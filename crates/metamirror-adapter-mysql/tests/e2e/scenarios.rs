use metamirror_adapter_mysql::MySqlStore;
use metamirror_runtime::{SynthesisError, commit};
use metamirror_sql::QueryRewriter;
use pretty_assertions::assert_eq;

use crate::common::{insert_meta, registry, reset_source, row_count, values};

const TEXT_MIRROR: &str = "wp_postmeta_mm_varchar_16";
const NUMBER_MIRROR: &str = "wp_postmeta_mm_integer";

pub async fn unfiltered_mirror_tracks_writes(store: &mut MySqlStore) {
    reset_source(store).await;
    let pool = store.pool().clone();
    insert_meta(&pool, 1, "test1", "1").await;

    let registry = registry(|b| {
        b.register("wp_postmeta", "VARCHAR", ["16"]).unwrap();
    });
    let report = commit(&registry, store).await.expect("commit");
    assert_eq!(report.mirrors[0].rows_backfilled, 1);
    assert_eq!(values(&pool, TEXT_MIRROR, "test1").await, vec!["1"]);

    insert_meta(&pool, 1, "test2", "2").await;
    assert_eq!(values(&pool, TEXT_MIRROR, "test2").await, vec!["2"]);

    sqlx::query("UPDATE wp_postmeta SET meta_value = '3' WHERE meta_key = 'test2'")
        .execute(&pool)
        .await
        .unwrap();
    assert_eq!(values(&pool, TEXT_MIRROR, "test2").await, vec!["3"]);
}

pub async fn oversized_value_fails_commit(store: &mut MySqlStore) {
    reset_source(store).await;
    let pool = store.pool().clone();
    insert_meta(&pool, 1, "long", "this value is far longer than sixteen").await;

    let registry = registry(|b| {
        b.register("wp_postmeta", "VARCHAR", ["16"]).unwrap();
    });
    match commit(&registry, store).await {
        Err(SynthesisError::SynthesisFailure { mirror, .. }) => assert_eq!(mirror, TEXT_MIRROR),
        other => panic!("expected a synthesis failure, got {other:?}"),
    }
}

pub async fn whitelisted_mirrors_split_keys(store: &mut MySqlStore) {
    reset_source(store).await;
    let pool = store.pool().clone();

    let registry = registry(|b| {
        let text = b.register("wp_postmeta", "VARCHAR", ["16"]).unwrap();
        b.add_key(&text, "hello").unwrap();
        let number = b.register("wp_postmeta", "INTEGER", [""; 0]).unwrap();
        b.add_key(&number, "bye").unwrap();
    });
    commit(&registry, store).await.expect("commit");

    let hello = insert_meta(&pool, 7, "hello", "hi").await;
    insert_meta(&pool, 7, "bye", "42").await;

    assert_eq!(values(&pool, TEXT_MIRROR, "hello").await, vec!["hi"]);
    assert_eq!(values(&pool, TEXT_MIRROR, "bye").await, Vec::<String>::new());
    assert_eq!(values(&pool, NUMBER_MIRROR, "bye").await, vec!["42"]);
    assert_eq!(values(&pool, NUMBER_MIRROR, "hello").await, Vec::<String>::new());

    sqlx::query("DELETE FROM wp_postmeta WHERE meta_id = ?")
        .bind(hello)
        .execute(&pool)
        .await
        .unwrap();
    assert_eq!(row_count(&pool, TEXT_MIRROR).await, 0);
    assert_eq!(row_count(&pool, NUMBER_MIRROR).await, 1);
}

/// Runs after `whitelisted_mirrors_split_keys` and reuses its mirrors.
pub async fn rewritten_read_hits_mirror(store: &mut MySqlStore) {
    let pool = store.pool().clone();
    let registry = registry(|b| {
        let text = b.register("wp_postmeta", "VARCHAR", ["16"]).unwrap();
        b.add_key(&text, "hello").unwrap();
        let number = b.register("wp_postmeta", "INTEGER", [""; 0]).unwrap();
        b.add_key(&number, "bye").unwrap();
    });
    let rewriter = QueryRewriter::new(&registry);

    let query = rewriter.rewrite("SELECT meta_value FROM wp_postmeta WHERE meta_key = 'bye'");
    assert_eq!(
        query,
        "SELECT meta_value FROM wp_postmeta_mm_integer WHERE meta_key = 'bye'"
    );

    let value: i32 = sqlx::query_scalar(&query).fetch_one(&pool).await.unwrap();
    assert_eq!(value, 42);
}

pub async fn commit_is_repeatable(store: &mut MySqlStore) {
    reset_source(store).await;
    let pool = store.pool().clone();
    insert_meta(&pool, 3, "bye", "5").await;

    let registry = registry(|b| {
        let number = b.register("wp_postmeta", "INTEGER", [""; 0]).unwrap();
        b.add_key(&number, "bye").unwrap();
    });
    commit(&registry, store).await.expect("first commit");
    commit(&registry, store).await.expect("second commit");

    assert_eq!(row_count(&pool, NUMBER_MIRROR).await, 1);
    insert_meta(&pool, 4, "bye", "6").await;
    assert_eq!(row_count(&pool, NUMBER_MIRROR).await, 2);

    // A key cleared to NULL leaves every whitelisted mirror.
    sqlx::query("UPDATE wp_postmeta SET meta_key = NULL WHERE post_id = 4")
        .execute(&pool)
        .await
        .unwrap();
    assert_eq!(row_count(&pool, NUMBER_MIRROR).await, 1);
}
//! CLI command implementations.

pub mod check;
pub mod commit;
pub mod parse;
pub mod plan;
pub mod rewrite;

use std::path::Path;

use anyhow::{Context, Result};
use metamirror_core::{CommittedRegistry, MetamirrorConfig, SetupWindow};

pub fn load_config(path: &Path) -> Result<MetamirrorConfig> {
    MetamirrorConfig::from_file(path)
        .with_context(|| format!("failed to load configuration from {}", path.display()))
}

/// Register the declared mirrors, then close setup.
pub fn load_registry(config: &MetamirrorConfig) -> Result<CommittedRegistry> {
    let window = SetupWindow::open();
    let builder = config
        .registry_builder(window.clone())
        .context("invalid mirror declaration")?;
    window.close();
    Ok(builder.finalize())
}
● ● ●
_Problem requirements_
Which lines of the data include the word "CommittedRegistry"? Copy each one.

_Output_
use metamirror_core::{CommittedRegistry, MetamirrorConfig, SetupWindow};
pub fn load_registry(config: &MetamirrorConfig) -> Result<CommittedRegistry> {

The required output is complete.